L’habit ne fait pas le moine. Pour le motif « délit de couverture », il est évident que je n’aurais jamais acheté ce roman, son design contrastant fort avec mon feed fleuri de jeune maman. Mais le Serpent à Plumes me l’a recommandé et je l’ai lu sans m’ennuyer une seule seconde. Au contraire ! J’ai pénétré cet univers électrique avec avidité, curieuse de ce monde inconnu et que je ne connaîtrai sans doute jamais, car à moins d’un grand malentendu je pense que je n’irai jamais sniffer de la kétamine dans les boites berlinoises…

Pendant trois jours, du vendredi ou lundi matin, plusieurs français expatriés à Berlin vont faire ce qu’ils surnomment « le marathon de la drogue » : tenir sans dormir en dosant savamment leurs différentes substances afin de danser sans s’arrêter sur de l’électro. Enchaîner les lieux de la défonce, les boites gay, acheter, revendre, passer des heures aux toilettes. Oui, bien sûr, c’est glauque mais c’est traité avec un certain détachement, voire une réelle poésie. 

Prenez Goldie par exemple, tatouée et cernée, elle est performeuse, ses idéaux sont bien différents des vôtres, mais dans ce milieu, elle est infiniment respectée, notamment pour ses « suspensions ». Oui elle s’est fait suspendre par des câbles attachés à ses piercings.

Dorian regarde Goldie. Son regard dur élégamment souligné de cernes bleutés. Les veines saillantes qui courent sous sa peau ambrée. Les cicatrices sur son avant-bras, coups de rasoirs d’une adolescente en détresse. Sa peau sans une once de graisse qui recouvre des muscles nerveux. Un corps de junkie, magnifiquement ciselé par des années de défonce et de danses effrénées. Comme le sien.

Goldie rencontre Dorian, et dans leurs yeux, des serpents. Ils sont frères d’âme. C’est la Kétamine qui lui souffle ça. C’est la maîtresse absolue, ils en sniffent entre deux prises de GBL. La K leur permettent de pénétrer la musique, de la ressentir vraiment au plus profond d’eux-mêmes.

D’autres personnages gravitent autour d’eux, des queer, des toxicos en tout genres. Les murs suintent les maladies et le VIH.

Comment finiront-ils à l’issue de ces trois jours ? Accèderont-ils un jour à la transcendance ? À y bien réfléchir, leurs idéaux répondent à une certaine logique.

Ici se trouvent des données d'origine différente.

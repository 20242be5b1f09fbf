//! Handlers for `/overrides` endpoints.
//!
//! | Method   | Path | Notes |
//! |----------|------|-------|
//! | `GET`    | `/overrides` | All overrides, sorted by call id |
//! | `PUT`    | `/overrides/{call_id}` | Body: `{"status":"active","notes":".."}`; last write wins |
//! | `DELETE` | `/overrides/{call_id}` | 404 if there is none |

use std::sync::Arc;

use axum::{
  Json,
  extract::{Path, State},
  http::StatusCode,
};
use closerate_core::{
  lifecycle::{Override, OverrideStatus},
  service::MetricsService,
  store::{MetricsSources, OverrideStore},
};
use serde::Deserialize;

use crate::error::ApiError;

/// `GET /overrides`
pub async fn list<S>(
  State(service): State<Arc<MetricsService<S>>>,
) -> Result<Json<Vec<Override>>, ApiError>
where
  S: MetricsSources,
{
  let mut overrides: Vec<Override> = service
    .sources()
    .get_all()
    .await
    .map_err(ApiError::store)?
    .into_values()
    .collect();
  overrides.sort_by(|a, b| a.call_id.cmp(&b.call_id));
  Ok(Json(overrides))
}

#[derive(Debug, Deserialize)]
pub struct SetBody {
  pub status: OverrideStatus,
  #[serde(default)]
  pub notes:  Option<String>,
}

/// `PUT /overrides/{call_id}`
pub async fn set<S>(
  State(service): State<Arc<MetricsService<S>>>,
  Path(call_id): Path<String>,
  Json(body): Json<SetBody>,
) -> Result<Json<Override>, ApiError>
where
  S: MetricsSources,
{
  let override_ = service
    .sources()
    .set_override(call_id, body.status, body.notes)
    .await
    .map_err(ApiError::store)?;
  Ok(Json(override_))
}

/// `DELETE /overrides/{call_id}`
pub async fn clear<S>(
  State(service): State<Arc<MetricsService<S>>>,
  Path(call_id): Path<String>,
) -> Result<StatusCode, ApiError>
where
  S: MetricsSources,
{
  let existed = service
    .sources()
    .clear_override(call_id.clone())
    .await
    .map_err(ApiError::store)?;
  if existed {
    Ok(StatusCode::NO_CONTENT)
  } else {
    Err(ApiError::NotFound(format!("no override for call {call_id}")))
  }
}
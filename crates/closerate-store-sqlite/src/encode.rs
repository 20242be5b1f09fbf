//! Encoding and decoding helpers between domain types and the plain-text
//! representations stored in SQLite columns.
//!
//! Timestamps are stored as RFC 3339 with microsecond precision and a `Z`
//! suffix. Status enums are stored by their snake_case names.

use std::str::FromStr;

use chrono::{DateTime, SecondsFormat, Utc};
use closerate_core::{
  call::{Call, Participant},
  lifecycle::{
    EventSnapshot, EventStatus, Override, OverrideStatus, SubscriptionSnapshot,
    SubscriptionStatus,
  },
  metrics::ManualClose,
};

use crate::{Error, Result};

// ─── DateTime<Utc> ───────────────────────────────────────────────────────────

pub fn encode_dt(dt: DateTime<Utc>) -> String {
  dt.to_rfc3339_opts(SecondsFormat::Micros, true)
}

pub fn decode_dt(s: &str) -> Result<DateTime<Utc>> {
  DateTime::parse_from_rfc3339(s)
    .map(|dt| dt.with_timezone(&Utc))
    .map_err(|e| Error::DateParse(format!("{s:?}: {e}")))
}

// ─── Status enums ────────────────────────────────────────────────────────────

pub fn decode_status<T: FromStr>(kind: &'static str, s: &str) -> Result<T> {
  s.parse().map_err(|_| {
    Error::Core(closerate_core::Error::UnknownStatus {
      kind,
      value: s.to_owned(),
    })
  })
}

// ─── Row types ───────────────────────────────────────────────────────────────

/// Raw strings read from a `calls` row plus its participants.
pub struct RawCall {
  pub call_id:          String,
  pub title:            Option<String>,
  pub started_at:       String,
  pub rep:              String,
  pub duration_seconds: u32,
  pub matched_email:    Option<String>,
  /// `(name, email)` in position order.
  pub participants:     Vec<(Option<String>, Option<String>)>,
}

impl RawCall {
  pub fn into_call(self) -> Result<Call> {
    Ok(Call {
      id:               self.call_id,
      title:            self.title,
      datetime:         decode_dt(&self.started_at)?,
      rep:              self.rep,
      duration_seconds: self.duration_seconds,
      participants:     self
        .participants
        .into_iter()
        .map(|(name, email)| Participant { name, email })
        .collect(),
      matched_email:    self.matched_email,
    })
  }
}

pub struct RawOverride {
  pub call_id:    String,
  pub status:     String,
  pub notes:      Option<String>,
  pub updated_at: String,
}

impl RawOverride {
  pub fn into_override(self) -> Result<Override> {
    Ok(Override {
      status:     decode_status::<OverrideStatus>("override", &self.status)?,
      updated_at: decode_dt(&self.updated_at)?,
      call_id:    self.call_id,
      notes:      self.notes,
    })
  }
}

pub struct RawSubscription {
  pub matched:     bool,
  pub status:      String,
  pub signup_date: Option<String>,
}

impl RawSubscription {
  pub fn into_snapshot(self) -> Result<SubscriptionSnapshot> {
    Ok(SubscriptionSnapshot {
      matched:     self.matched,
      status:      decode_status::<SubscriptionStatus>("subscription", &self.status)?,
      signup_date: self.signup_date.as_deref().map(decode_dt).transpose()?,
    })
  }
}

pub struct RawEvent {
  pub status:      String,
  pub occurred_at: String,
}

impl RawEvent {
  pub fn into_snapshot(self) -> Result<EventSnapshot> {
    Ok(EventSnapshot {
      status:    decode_status::<EventStatus>("event", &self.status)?,
      timestamp: decode_dt(&self.occurred_at)?,
    })
  }
}

pub struct RawManualClose {
  pub close_id:       String,
  pub rep:            String,
  pub closed_at:      String,
  pub prospect_email: Option<String>,
  pub notes:          Option<String>,
}

impl RawManualClose {
  pub fn into_manual_close(self) -> Result<ManualClose> {
    Ok(ManualClose {
      id:             self.close_id,
      rep:            self.rep,
      closed_at:      decode_dt(&self.closed_at)?,
      prospect_email: self.prospect_email,
      notes:          self.notes,
    })
  }
}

Bien sûr, n’attendez pas un récit lumineux, tout n’est qu’auto-destruction, mais pour ma part je l’ai trouvé assez passionnant et bien mené si le sujet vous tente !

Extrait choisi

« Enfin, ils sont à l’intérieur du Berghain. Ils déposent leurs vestes et leurs sacs au vestiaire. Opale a souvent l’impression d’y déposer son âme aussi. Elle la récupérera en sortant, avec le reste. »

Le signe astrologique du roman

S’il y a bien quelque chose de surprenant dans ce roman, c’est la certaine « ambition illusoire » de nos personnages. Poursuivant un idéal, une philosophie, l’esthétisme junkie répond à une quête infinie de soi même. Le sagittaire est cet éternel troubadour, excessif derrière ses airs sages, et toujours à la conquête de plus. Il partage un sens exacerbé de l’hédonisme grâce /à cause de Jupiter, qu’il partage avec le Poissons. L’idéal ne sera jamais atteint, mais toute la vie recherché.